No entanto, a terra com que o escravo da sociedade esclavagista moderna sonhava era um mito, uma idealização construída muitas vezes sem real conhecimento dela por já ter nascido longe. Um foco de esperança; ou seja, a utopia que o movia e impelia a procurar fugas para a sua condição. Como este escravo, também o Homem do séc. XX criou as suas próprias idealizações abstratas, fossem elas baseadas numa pátria, liberdade ou utopia a que não tinha acesso mas que almejava. Deste modo, esta terra prometida não foi, muitas vezes, uma “terra” concreta mas a ideia de uma condição desejada. Mais ainda, essa utopia (pilar ideológico de muitos desses sistemas) chegava a ser, inclusivamente, propagandeada por outrem; muitas vezes por aquele que o aprisionava. Neste caso o Homem “escravizado” do séc. XX era condicionado a acreditar nesse mito ao qual estava permanentemente impossibilitado de chegar.
Este condicionamento não era exclusivo de uma única pessoa mas partilhado por todos os indivíduos. Podemos conceber relações entre eles com o mesmo foco comum: a utopia. Apesar de existir dentro da sua prisão individual e não partilhável, pois cada um vivenciava a sua prisão pessoal, este Homem estava, ainda assim, permanentemente interrelacionado com os restantes indivíduos através desse ponto comum de contacto.
Se o mito era frequentemente instigado por outrem, não raras vezes brotava do próprio indivíduo ou, quando o condicionamento era realmente eficiente, este chegava a tomar o mito como seu. Neste caso a máscara deixava de ser uma realidade concreta e tornava-se o próprio indivíduo. Este passa a julgar-se, erroneamente, detentor da terra prometida quando, na verdade, metamorfoseou-se na sua própria jaula.
Todos estes Homens, conscientes ou não da sua condição de “escravos”, relacionavam-se entre si como membros da mesma comunidade. Fossem essas relações de entreajuda, dependência ou poder; fossem violentas ou pacíficas; fossem práticas voluntárias ou involuntárias, existiam e tinham lugar dentro de uma prisão colectiva. Dado que não se estava perante a terra prometida (caso contrário não haveria lugar a “escravos”), a possibilidade desse mito ser alcançado só podia ter lugar fora dessa jaula; um pouco como o escravo de outrora só poderia alcançar a verdadeira terra de origem deslocando-se para fora da comunidade em que estava enjaulado.
Individualmente cada homem poderia ter consciência da sua realidade de aprisionado, tal como o escravo se consciencializou da sua condição de escravo e da realidade sociocultural que o rodeava. No entanto, essa consciencialização, chave de qualquer possível fuga individual, implicava sempre a queda do mito. Ainda assim, este Homem, fruto de circunstâncias que o vincaram nas suas mais profundas convicções, estava agora consciente, e era confrontado com a cruel realidade de que sozinho não conseguiria desmantelar a sua prisão. Pior: dada a ausência de uma fechadura, nem mesmo quando a consciencialização era feita por muitos ela permitia a libertação. Os indivíduos descobriam que a sua prisão colectiva estava longe de ser controlada por eles próprios.

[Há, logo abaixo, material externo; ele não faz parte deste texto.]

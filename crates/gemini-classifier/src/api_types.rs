//! Gemini `generateContent` request and response types.

use serde::{Deserialize, Serialize};

/// A `generateContent` request.
#[derive(Debug, Clone, Serialize)]
#[serde(rename_all = "camelCase")]
pub struct GenerateContentRequest {
    pub contents: Vec<Content>,
    #[serde(skip_serializing_if = "Option::is_none")]
    pub generation_config: Option<GenerationConfig>,
}

impl GenerateContentRequest {
    /// A single-turn request with one user text part.
    pub fn user_text(text: impl Into<String>, generation_config: GenerationConfig) -> Self {
        Self {
            contents: vec![Content {
                role: Some("user".to_string()),
                parts: vec![Part { text: text.into() }],
            }],
            generation_config: Some(generation_config),
        }
    }
}

/// Content block (request or response).
#[derive(Debug, Clone, Serialize, Deserialize)]
pub struct Content {
    #[serde(default, skip_serializing_if = "Option::is_none")]
    pub role: Option<String>,
    #[serde(default)]
    pub parts: Vec<Part>,
}

/// A text part.
#[derive(Debug, Clone, Serialize, Deserialize)]
pub struct Part {
    #[serde(default)]
    pub text: String,
}

/// Generation parameters.
#[derive(Debug, Clone, Default, Serialize)]
#[serde(rename_all = "camelCase")]
pub struct GenerationConfig {
    #[serde(skip_serializing_if = "Option::is_none")]
    pub temperature: Option<f32>,
    #[serde(skip_serializing_if = "Option::is_none")]
    pub max_output_tokens: Option<u32>,
    #[serde(skip_serializing_if = "Option::is_none")]
    pub response_mime_type: Option<String>,
}

/// A `generateContent` response.
#[derive(Debug, Clone, Deserialize)]
#[serde(rename_all = "camelCase")]
pub struct GenerateContentResponse {
    #[serde(default)]
    pub candidates: Vec<Candidate>,
}

impl GenerateContentResponse {
    /// Concatenated text of the first candidate, if any.
    pub fn first_text(&self) -> Option<String> {
        let candidate = self.candidates.first()?;
        let content = candidate.content.as_ref()?;
        let text: String = content.parts.iter().map(|p| p.text.as_str()).collect();
        if text.trim().is_empty() {
            None
        } else {
            Some(text)
        }
    }
}

#[derive(Debug, Clone, Deserialize)]
#[serde(rename_all = "camelCase")]
pub struct Candidate {
    #[serde(default)]
    pub content: Option<Content>,
    #[serde(default)]
    pub finish_reason: Option<String>,
}

/// Error envelope returned by the API.
#[derive(Debug, Clone, Deserialize)]
pub struct ApiError {
    pub error: ApiErrorDetail,
}

#[derive(Debug, Clone, Deserialize)]
pub struct ApiErrorDetail {
    #[serde(default)]
    pub code: Option<u16>,
    #[serde(default)]
    pub message: String,
    #[serde(default)]
    pub status: Option<String>,
}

Se o escravo de outrora podia manter dentro de si o sonho de voltar à pátria acaso atingisse a liberdade, o Homem do séc. XX, enjaulado na sua “terra prometida” e submerso em circunstâncias das quais dependia profundamente, nunca teria essa oportunidade. E mesmo aqueles que iam conseguindo fugir, o que conquistaram foi somente o exílio e a expatriação. Para estes escravos a fuga tornou-se, então, uma impossibilidade a cada nova tomada de consciência, um eco de chaves a tilintar e a recordar que cada Homem é a sua pátria.